Why I Killed Peter
Olivier Ka, . . NBM Comics Lit, $18.95 (112pp) ISBN 978-1-56163-543-6
This hauntingly evocative semiautobiographical graphic novel recounts Ka’s real-life struggle to come to terms with his childhood encounter with a bohemian priest. Growing up in the Parisian suburbs in the 1970s, Ka is torn between the strict Catholicism of his grandparents and the hippie atheism of his parents, until he meets Peter, an unconventional priest. A friendship develops between the two, and soon Ka begins spending the summers at Peter’s camp at Happy River in France. Even though readers will suspect early on where the relationship between man and boy is headed, Ka allows the story to unfold at its own pace, and when the inevitable happens when Ka is 12, readers will be as unsettled as if it were truly a surprise.

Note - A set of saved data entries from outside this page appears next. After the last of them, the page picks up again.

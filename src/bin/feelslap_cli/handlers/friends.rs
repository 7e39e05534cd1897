#![deny(clippy::all, clippy::pedantic)]

use feelslap::application::boundary::BackendError;
use feelslap::application::error::ClientError;
use feelslap::application::session::Session;
use feelslap::domain::types::UserId;
use serde_json::json;

use crate::args::FriendsCmd;
use crate::context::CliError;
use crate::print::{done, print_json};

pub async fn handle(session: &Session, cmd: FriendsCmd) -> Result<(), CliError> {
    let queries = session.queries();
    match cmd {
        FriendsCmd::List { user } => {
            let user = match user {
                Some(user) => UserId::new(user),
                None => session
                    .caller()
                    .await
                    .ok_or(ClientError::from(BackendError::Unauthenticated))?,
            };
            print_json(&queries.friends(&user).await?)
        }
        FriendsCmd::Requests => print_json(&queries.pending_friend_requests().await?),
        FriendsCmd::Send { user } => {
            queries.send_friend_request(&UserId::new(user)).await?;
            done("friends.send")
        }
        FriendsCmd::Accept { user } => {
            queries.accept_friend_request(&UserId::new(user)).await?;
            done("friends.accept")
        }
        FriendsCmd::Reject { user } => {
            queries.reject_friend_request(&UserId::new(user)).await?;
            done("friends.reject")
        }
        FriendsCmd::Unfriend { user } => {
            queries.unfriend(&UserId::new(user)).await?;
            done("friends.unfriend")
        }
        FriendsCmd::Status { a, b } => {
            let friends = queries
                .are_friends(&UserId::new(a), &UserId::new(b))
                .await?;
            print_json(&json!({ "friends": friends }))
        }
    }
}
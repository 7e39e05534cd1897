#![deny(clippy::all, clippy::pedantic)]

use feelslap::application::session::Session;
use feelslap::domain::posts::PostDraft;
use feelslap::domain::types::PostId;
use serde_json::json;

use crate::args::PostCmd;
use crate::context::CliError;
use crate::io::{read_bytes, read_value};
use crate::print::{done, print_json};

pub async fn handle(session: &Session, cmd: PostCmd) -> Result<(), CliError> {
    match cmd {
        PostCmd::Create {
            content,
            emotion,
            body_sensation,
            anonymous,
            eighteen_plus,
            visibility,
            image,
        } => {
            let mut draft = PostDraft::new(content, emotion, body_sensation);
            draft.is_anonymous = anonymous;
            draft.is_18_plus = eighteen_plus;
            draft.visibility = visibility.into();
            draft.image = image.as_deref().map(read_bytes).transpose()?;

            let post = session.create_post(draft).await?;
            print_json(&post)
        }
        PostCmd::Show { id } => {
            let post = session.post(&PostId::new(id)).await?;
            let image_url = post
                .as_ref()
                .and_then(|post| post.image_url.as_ref())
                .map(|blob| session.queries().client().blob_url(blob));
            print_json(&json!({ "post": post, "imageUrl": image_url }))
        }
        PostCmd::Update {
            id,
            content,
            content_file,
        } => {
            let content = read_value(content, content_file)?;
            let id = PostId::new(id);
            let mut post = session
                .post(&id)
                .await?
                .ok_or_else(|| CliError::InvalidInput(format!("post {id} not found")))?;
            post.content = content;
            session.queries().update_post(post).await?;
            done("post.update")
        }
        PostCmd::Delete { id } => {
            session.queries().delete_post(&PostId::new(id)).await?;
            done("post.delete")
        }
    }
}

Life goes on and Ka marries, starts his own family and pursues a writing career. But when his daughter turns 12, Ka is unable to ignore his past any longer and decides to tell his story, teaming with artist Alfred to create a graphic memoir. Alfred’s blending of ink drawings and digital photographs in the final gut-wrenching scenes are perfect visual complements to Ka’s voice, which shifts effortlessly from the innocence of childhood to the responsibilities of adulthood.